4. THE PHRASE STATEMENT

4.1. Introduction

The next aim is to add the routines necessary for compiling the PHRASE statement. Basically all that is required is the PHRASE routine, associated with the Master Phrase:-

PHRASE  218

This, however, requires quite a large number of subroutines which can be divided into basically two classes. The first set consists of general subroutines for dictionary manipulation and printing which will be equally useful later on. The second set consists of routines, dictionaries and syntax definitions closely associated with the PHRASE statement.

4.2. Dictionary Routines

The complete set of routines required are as follows:-

204  Add word to list
205  Add word to nest
206  Withdraw word from nest
207  Delete list
209  Add list to list
210  Copy linear list to chain
259  Add nil branch to dictionary
141  Look up or enter in a double entry dictionary
225  Merge new entry into dictionary 
224  General dictionary routine

Pictorial descriptions of all these routines apart from the last two are included in the appendix.

Routine 225 can be used to add an entry to the front of a dictionary or alternatively at the end. Its flow diagram is given in the appendix.

The General Dictionary Routine 224 has three main purposes. To lookup, enter or delete entries from a dictionary. The flow diagram (i) gives the outline of the parts of the routine common to all three types of entry. Flow diagrams (ii) and (iii) give the parts which depend on the types of entries. The first part differentiates between the following 6 cases:-

A: The dictionary is empty (B63 = 4).
B: No match was found between a dictionary entry and the given string. However, there is a dictionary entry which forms the stem of the string to be added (B63 = 2).
C: No match, but there is a dictionary entry which has a stem equal to a stem of the string to be added (B63 = 3).
D: No match at all. Not even, a common stem (B63 = 6).
E: A match exists between the dictionary empty and the string to be added (B63 = 0).
F: No match but string to be added is stem of existing entry in dictionary (B63 =1).

The action required then differs depending on whether look-up (B63 = 1), entry (B63 = 2) or deletion (B63 = 3) is taking place.

4.3. Input of the Phrase Statement

The philosophy adopted in the Compiler Compiler, as far as interface with the sub-scan and initial input is concerned, is to take all the input required for a particular statement and then to process the statement independent of further access to the sub-scan level. This is obviously inefficient as far as storage use is concerned unless the amounts of storage required in this way are small and this need not be the case.

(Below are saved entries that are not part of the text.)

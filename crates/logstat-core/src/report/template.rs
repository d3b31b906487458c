use crate::{Error, Result};
use lazy_static::lazy_static;
use regex::{Captures, Regex};
use std::collections::HashMap;
use std::fs;
use std::path::Path;

lazy_static! {
    // `$$`, `$name` or `${name}`
    static ref PLACEHOLDER: Regex =
        Regex::new(r"\$(?:(\$)|([_a-zA-Z][_a-zA-Z0-9]*)|\{([_a-zA-Z][_a-zA-Z0-9]*)\})").unwrap();
}

/// Text with `$name` placeholders
#[derive(Debug, Clone)]
pub struct Template {
    source: String,
}

impl Template {
    pub fn new(source: impl Into<String>) -> Self {
        Self {
            source: source.into(),
        }
    }

    /// Read a template from disk
    pub fn from_file(path: &Path) -> Result<Self> {
        tracing::debug!("Reading report template: {}", path.display());

        let source = fs::read_to_string(path).map_err(|source| Error::Template {
            path: path.to_path_buf(),
            source,
        })?;

        Ok(Self::new(source))
    }

    /// Substitute known placeholders, leaving everything else untouched.
    ///
    /// `$name` and `${name}` are replaced verbatim by their value when `name` is in `values`.
    /// `$$` is an escaped `$`. Unknown names and stray `$` signs stay as they are.
    pub fn safe_substitute(&self, values: &HashMap<&str, &str>) -> String {
        PLACEHOLDER
            .replace_all(&self.source, |caps: &Captures| {
                if caps.get(1).is_some() {
                    return "$".to_string();
                }

                let name = caps
                    .get(2)
                    .or_else(|| caps.get(3))
                    .map(|m| m.as_str())
                    .unwrap_or_default();

                match values.get(name) {
                    Some(value) => (*value).to_string(),
                    None => caps[0].to_string(),
                }
            })
            .into_owned()
    }
}
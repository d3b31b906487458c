use crate::analysis::{Aggregator, Analyzer, StatsReporter};
use crate::log::{LogFile, LogStream, ParseSummary};
use crate::report::{ReportWriter, table_json};
use crate::{Config, Result};
use serde::Serialize;
use std::fs;
use std::path::PathBuf;

/// What a successful run produced
#[derive(Debug, Clone, Serialize)]
pub struct RunOutcome {
    pub log: LogFile,
    pub report_path: PathBuf,
    pub parse: ParseSummary,
    pub distinct_urls: usize,
    pub rows: usize,
}

/// Build the report for the latest log in `config.log_dir`.
///
/// Nothing is written unless the log passed the parse quality check.
pub fn run(config: &Config) -> Result<RunOutcome> {
    let locator = config.locator()?;
    let log = locator.locate(&config.log_dir)?;

    let report_path = config.report_dir.join(log.report_file_name());
    tracing::info!("Report path: {}", report_path.display());

    let stream = LogStream::open(&log, config.min_success_ratio)?;
    let (aggregate, parse) = Aggregator::collect(stream)?;

    let rows = StatsReporter::new(config.report_size).analyze(&aggregate)?;
    let payload = table_json(&rows)?;

    if !config.report_dir.exists() {
        tracing::info!("Creating report directory {}", config.report_dir.display());
        fs::create_dir_all(&config.report_dir)?;
    }

    ReportWriter::new(&config.report_template).write(&payload, &report_path)?;
    tracing::info!("Report written to {}", report_path.display());

    Ok(RunOutcome {
        log,
        report_path,
        parse,
        distinct_urls: aggregate.len(),
        rows: rows.len(),
    })
}
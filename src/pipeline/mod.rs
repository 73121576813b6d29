//! Pipeline stages for memorial rendering.
//!
//! Each submodule implements exactly one concern.
//! Keeping them separate makes each independently testable and keeps page
//! renderers free of file-system and parsing code.
//!
//! ## Data Flow
//!
//! ```text
//! request ──▶ normalize ──▶ cover ──▶ entry × N ──▶ closing ──▶ bytes
//!                            ▲          ▲
//!                         layout     assets
//! ```
//!
//! 1. [`normalize`] — clean user strings so the base-14 fonts can draw them
//! 2. [`layout`]    — page geometry shared read-only by every renderer
//! 3. [`assets`]    — resolve and decode entry photos; failures are values
//! 4. [`cover`], [`entry`], [`closing`] — one renderer per page kind
//! 5. [`ornaments`] — palette and recurring decorative shapes

pub mod assets;
pub mod closing;
pub mod cover;
pub mod entry;
pub mod layout;
pub mod normalize;
pub mod ornaments;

In the case of the Phrase Statement this, however, is usually so and is probably the simplest and most efficient method of execution.

Two routines are required to read in the whole of the Phrase Statement.

1.  READ NEXT  SECTION          213
2.  DELETE  SUPERFLUOUS EOL'S   265

The .first routine reads in statements until it reaches a line that can be recognized as the next Master Phrase by the Analysis Routine. All the input up to the next Master Phrase is read and built up into a list pointed at by B61. The next Master Phrase is pointed at by B79. Both strings are stored as conventional circular chains. The B61 chain has a character 128 added at the end.

The second routine removes all redundant end-of-line characters which may have been inserted during the process of building-up the body of the Phrase Statement.

Once these two routines have been accessed, the Phrase Statement body in B61 is ready for analysis.

The only input to Routine 213 is the variable B79 pointing at the first line of the Phrase Statement with the characters P, H, R, A, S, E removed.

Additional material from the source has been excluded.